GREENFIELD — When a disaster strikes — “When, not if,” George Boaz said — there are hundreds of scenarios to consider.
While Hancock County Emergency Management directors are coordinating with state, local and federal governments; while police and fire departments are handling rescues and trying to make the aftermath as safe as possible, someone has to take care of everyone left behind, the deputy director of emergency management said.
Those duties often fall to a COAD, or Community Organizations Active in Disasters, a group dedicated to streamlining the aid local nonprofits offer in a crisis situation. The Hancock County COAD recently celebrated its two-year anniversary, and organizers say while they have made significant steps in developing plans for coordinated emergency response, they know there is still more work to be done.

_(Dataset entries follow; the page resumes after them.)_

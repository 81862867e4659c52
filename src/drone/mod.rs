//! Roaming camera drones and the choreographer that flies them.
//!
//! Each drone runs one [`DroneSchedule`] at a time: an approach flight to
//! the action's start pose followed by the action itself. When a schedule
//! expires the [`ActionSelector`] draws the next one. After every update
//! the drone is clamped into the playable bounds and checked by the
//! [`StuckFailsafe`].

pub mod actions;
pub mod failsafe;
pub mod schedule;
pub mod selection;

use glam::Quat;
use rand::rngs::StdRng;
use web_time::Instant;

pub use self::actions::{ActionContext, ActionPlan, ActionSpec, PlanFailure};
pub use self::failsafe::{FailsafeTracker, FailsafeVerdict, StuckFailsafe};
pub use self::schedule::{DroneSchedule, SchedulePhase};
pub use self::selection::{ActionKind, ActionSelector};
use crate::host::{GameState, PlayerSnapshot, WorldLayout};
use crate::options::{DroneOptions, Options, PlayableBounds};
use crate::transform::Transform;

/// One roaming drone.
#[derive(Debug, Clone)]
pub struct Drone {
    id: usize,
    transform: Transform,
    schedule: Option<DroneSchedule>,
    tracker: Option<FailsafeTracker>,
}

impl Drone {
    fn new(id: usize, transform: Transform) -> Self {
        Self {
            id,
            transform,
            schedule: None,
            tracker: None,
        }
    }

    /// Index within the fleet.
    #[must_use]
    pub fn id(&self) -> usize {
        self.id
    }

    /// Current pose.
    #[must_use]
    pub fn transform(&self) -> Transform {
        self.transform
    }

    /// Active schedule; `None` until the first update.
    #[must_use]
    pub fn schedule(&self) -> Option<&DroneSchedule> {
        self.schedule.as_ref()
    }

    /// Stall tracker; `None` until the first update.
    #[must_use]
    pub fn tracker(&self) -> Option<&FailsafeTracker> {
        self.tracker.as_ref()
    }
}

/// Owns the fleet and is the single update authority for drone
/// transforms.
#[derive(Debug)]
pub struct DroneChoreographer {
    drones: Vec<Drone>,
    selector: ActionSelector,
    rng: StdRng,
    options: DroneOptions,
    bounds: PlayableBounds,
    failsafe: StuckFailsafe,
}

impl DroneChoreographer {
    /// Spawn `options.drone.count` drones at random safe points.
    #[must_use]
    pub fn new(options: &Options, mut rng: StdRng) -> Self {
        let bounds = options.bounds.clone();
        let drones = (0..options.drone.count)
            .map(|id| {
                let position = bounds.random_safe_point(&mut rng);
                Drone::new(id, Transform::new(position, Quat::IDENTITY))
            })
            .collect();
        Self {
            drones,
            selector: ActionSelector::new(),
            rng,
            options: options.drone.clone(),
            bounds,
            failsafe: StuckFailsafe::from_options(&options.failsafe),
        }
    }

    /// All drones, in id order.
    #[must_use]
    pub fn drones(&self) -> &[Drone] {
        &self.drones
    }

    /// Pose of drone `index`, if it exists.
    #[must_use]
    pub fn drone_transform(&self, index: usize) -> Option<Transform> {
        self.drones.get(index).map(Drone::transform)
    }

    /// Advance every drone to `now`.
    pub fn update(
        &mut self,
        now: Instant,
        layout: &WorldLayout,
        player: &PlayerSnapshot,
        game_state: GameState,
    ) {
        let Self {
            drones,
            selector,
            rng,
            options,
            bounds,
            failsafe,
        } = self;
        let ctx = ActionContext {
            now,
            bounds,
            layout,
            player,
            game_state,
            options,
        };
        for drone in drones.iter_mut() {
            update_drone(drone, &ctx, selector, failsafe, rng);
        }
    }
}

fn update_drone(
    drone: &mut Drone,
    ctx: &ActionContext<'_>,
    selector: &mut ActionSelector,
    failsafe: &StuckFailsafe,
    rng: &mut StdRng,
) {
    if drone.tracker.is_none() {
        drone.tracker = Some(FailsafeTracker::new(ctx.now, drone.transform.position));
    }
    if drone.schedule.as_ref().is_none_or(|s| s.is_expired(ctx.now)) {
        drone.schedule = Some(selector.draw(&drone.transform, ctx, rng));
    }
    let Some(schedule) = drone.schedule.as_mut() else {
        return;
    };

    let (pose, holding) = schedule.pose(ctx, drone.transform.orientation, rng);
    drone.transform = Transform::new(ctx.bounds.clamp(pose.position), pose.orientation);

    let Some(tracker) = drone.tracker.as_mut() else {
        return;
    };
    let verdict = failsafe.observe(tracker, ctx.now, drone.transform.position, holding);
    if verdict == FailsafeVerdict::HardReset {
        hard_reset(drone, ctx, selector, rng);
    }
}

/// Teleport to a random safe point, clear the tracker and start over.
fn hard_reset(
    drone: &mut Drone,
    ctx: &ActionContext<'_>,
    selector: &mut ActionSelector,
    rng: &mut StdRng,
) {
    let from = drone.transform.position;
    let position = ctx.bounds.random_safe_point(rng);
    drone.transform.position = position;
    let tracker = drone
        .tracker
        .get_or_insert_with(|| FailsafeTracker::new(ctx.now, position));
    StuckFailsafe::rearm(tracker, ctx.now, position);
    drone.schedule = Some(selector.draw(&drone.transform, ctx, rng));
    log::info!(
        "drone {} stuck near {from}, reset to {}",
        drone.id,
        drone.transform.position
    );
}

As the group moves forward, members are seeking input from community stakeholders, nonprofit leaders and business owners who are willing to lend a hand when disaster strikes. It is tedious but essential work, and there’s always more to be done to prepare, organizers said.
“It’s never the end,” Boaz said, of the group’s efforts toward preparedness.
Discussions of creating a COAD began in the summer of 2013, when leaders of several county nonprofits began working to identify what resources they could contribute in a disaster. Those offerings were then matched to emergency management’s response efforts, said Jim Peters, the group’s chairman.
The COAD handles mass care and shelter, officials said. Those working with the group are charged with organizing volunteers and securing food, water and housing for residents and first-responders — an effort coordinated by leaders with the Salvation Army, American Red Cross and United Way.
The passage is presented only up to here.